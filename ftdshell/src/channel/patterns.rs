//! Expect patterns and prompt helpers.
//!
//! Every pattern is compiled case-insensitive and multi-line, so `$` anchors
//! at the end of any line of the searched text, not only the last one.

use once_cell::sync::Lazy;
use regex::{Regex, RegexBuilder};

/// Default prompt pattern: a line ending in `$`, `>` or `#` followed by at
/// most one whitespace character.
pub const DEFAULT_PROMPT: &str = r"(?:[$>#][\s]?)$";

/// Expect pattern for `enable` and `sudo su`: a password prompt or a `#` prompt.
pub const PASSWORD_OR_PRIVILEGED: &str = r"([Pp]assword:\s)|(?:#[\s]?)$";

/// Output check deciding whether a password must be answered.
pub const PASSWORD_PROMPT: &str = r"[Pp]assword: $";

/// Output check for an unprivileged `>` prompt, after which `enable` is needed.
pub const UNPRIVILEGED_PROMPT: &str = r"(?:>[\s]?$)";

/// Output check run after `expert`.
///
/// The unescaped `$` is an end-of-line anchor, so this matches any output;
/// `sudo su` is always attempted.
pub const EXPERT_SHELL: &str = r"(?:$[\s]?$)";

/// Compile `pattern` with the engine's matching flags.
pub fn compile(pattern: &str) -> Result<Regex, regex::Error> {
    RegexBuilder::new(pattern)
        .case_insensitive(true)
        .multi_line(true)
        .build()
}

fn constant(pattern: &str) -> Regex {
    compile(pattern).expect("built-in pattern must compile")
}

pub(crate) static DEFAULT_PROMPT_RE: Lazy<Regex> = Lazy::new(|| constant(DEFAULT_PROMPT));
pub(crate) static PASSWORD_OR_PRIVILEGED_RE: Lazy<Regex> =
    Lazy::new(|| constant(PASSWORD_OR_PRIVILEGED));
pub(crate) static PASSWORD_PROMPT_RE: Lazy<Regex> = Lazy::new(|| constant(PASSWORD_PROMPT));
pub(crate) static UNPRIVILEGED_PROMPT_RE: Lazy<Regex> =
    Lazy::new(|| constant(UNPRIVILEGED_PROMPT));
pub(crate) static EXPERT_SHELL_RE: Lazy<Regex> = Lazy::new(|| constant(EXPERT_SHELL));

/// The final line of `output`, ignoring one trailing line terminator.
///
/// `"show\r\nfw# "` yields `"fw# "`; `"a\n\n"` yields `""`.
pub fn last_line(output: &str) -> &str {
    let trimmed = output
        .strip_suffix("\r\n")
        .or_else(|| output.strip_suffix('\n'))
        .or_else(|| output.strip_suffix('\r'))
        .unwrap_or(output);
    trimmed.rsplit(['\n', '\r']).next().unwrap_or(trimmed)
}

#[cfg(test)]
mod tests {
    use super::*;

    #[test]
    fn test_default_prompt_matches_common_prompts() {
        let re = &*DEFAULT_PROMPT_RE;
        assert!(re.is_match("device> "));
        assert!(re.is_match("firepower#"));
        assert!(re.is_match("[admin@fw ~]$ "));
        assert!(re.is_match("show version\r\nCisco Firepower\nfw> "));
        assert!(!re.is_match("no prompt here"));
        assert!(!re.is_match("fw>  "));
    }

    #[test]
    fn test_default_prompt_matches_any_line() {
        // multi-line: an earlier prompt line counts
        assert!(DEFAULT_PROMPT_RE.is_match("fw>\nstill booting"));
    }

    #[test]
    fn test_password_patterns() {
        assert!(PASSWORD_OR_PRIVILEGED_RE.is_match("Password: "));
        assert!(PASSWORD_OR_PRIVILEGED_RE.is_match("firepower# "));
        assert!(PASSWORD_PROMPT_RE.is_match("enable\r\nPassword: "));
        assert!(PASSWORD_PROMPT_RE.is_match("PASSWORD: "));
        assert!(!PASSWORD_PROMPT_RE.is_match("firepower# "));
    }

    #[test]
    fn test_unprivileged_prompt() {
        assert!(UNPRIVILEGED_PROMPT_RE.is_match("firepower> "));
        assert!(!UNPRIVILEGED_PROMPT_RE.is_match("firepower# "));
    }

    #[test]
    fn test_expert_shell_check_always_matches() {
        assert!(EXPERT_SHELL_RE.is_match("admin@firepower:~$ "));
        assert!(EXPERT_SHELL_RE.is_match("anything at all"));
        assert!(EXPERT_SHELL_RE.is_match(""));
    }

    #[test]
    fn test_compile_applies_flags() {
        let re = compile(r"^router#\s?$").unwrap();
        assert!(re.is_match("banner\nROUTER# "));
        assert!(compile("(unclosed").is_err());
    }

    #[test]
    fn test_last_line() {
        assert_eq!(last_line("show\r\nfw# "), "fw# ");
        assert_eq!(last_line("fw# "), "fw# ");
        assert_eq!(last_line("abc\n"), "abc");
        assert_eq!(last_line("abc\r\n"), "abc");
        assert_eq!(last_line("a\n\n"), "");
        assert_eq!(last_line(""), "");
    }
}
//! Transport layer: the byte channel the session engine drives.
//!
//! The engine only needs an authenticated, bidirectional byte stream that
//! can be polled for readiness. [`ShellChannel`] is that contract;
//! [`SshShell`] implements it on top of a russh interactive shell.

pub mod config;
#[cfg(test)]
pub(crate) mod mock;
mod sftp;
mod shell;
mod ssh;

use std::future::Future;

pub use config::{AuthMethod, HostKeyVerification, SshConfig};
pub use sftp::SftpClient;
pub use shell::SshShell;
pub use ssh::SshTransport;

use crate::error::Result;

/// An interactive byte channel with non-blocking readiness polls.
///
/// Readiness checks never wait. `send` and `recv` may wait, but only after
/// the matching readiness check reported `true`.
pub trait ShellChannel: Send {
    /// Whether a `send` would be accepted right now.
    fn send_ready(&mut self) -> bool;

    /// Whether received data is waiting to be read.
    fn recv_ready(&mut self) -> bool;

    /// Write all of `data` to the channel.
    fn send(&mut self, data: &[u8]) -> impl Future<Output = Result<()>> + Send;

    /// Read at most `max` bytes.
    fn recv(&mut self, max: usize) -> impl Future<Output = Result<Vec<u8>>> + Send;

    /// Close the channel.
    fn close(&mut self) -> impl Future<Output = Result<()>> + Send;
}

▶ [EXERCISE DIRECTIONS]
Beginning with the line containing "pub fn last_line(output: &str)" and ending with the line containing "let re = &*DEFAULT_PROMPT_RE;", extract those lines exactly from the listing above, and only those.

▶ [PROBLEM SOLUTION]
pub fn last_line(output: &str) -> &str {
    let trimmed = output
        .strip_suffix("\r\n")
        .or_else(|| output.strip_suffix('\n'))
        .or_else(|| output.strip_suffix('\r'))
        .unwrap_or(output);
    trimmed.rsplit(['\n', '\r']).next().unwrap_or(trimmed)
}

#[cfg(test)]
mod tests {
    use super::*;

    #[test]
    fn test_default_prompt_matches_common_prompts() {
        let re = &*DEFAULT_PROMPT_RE;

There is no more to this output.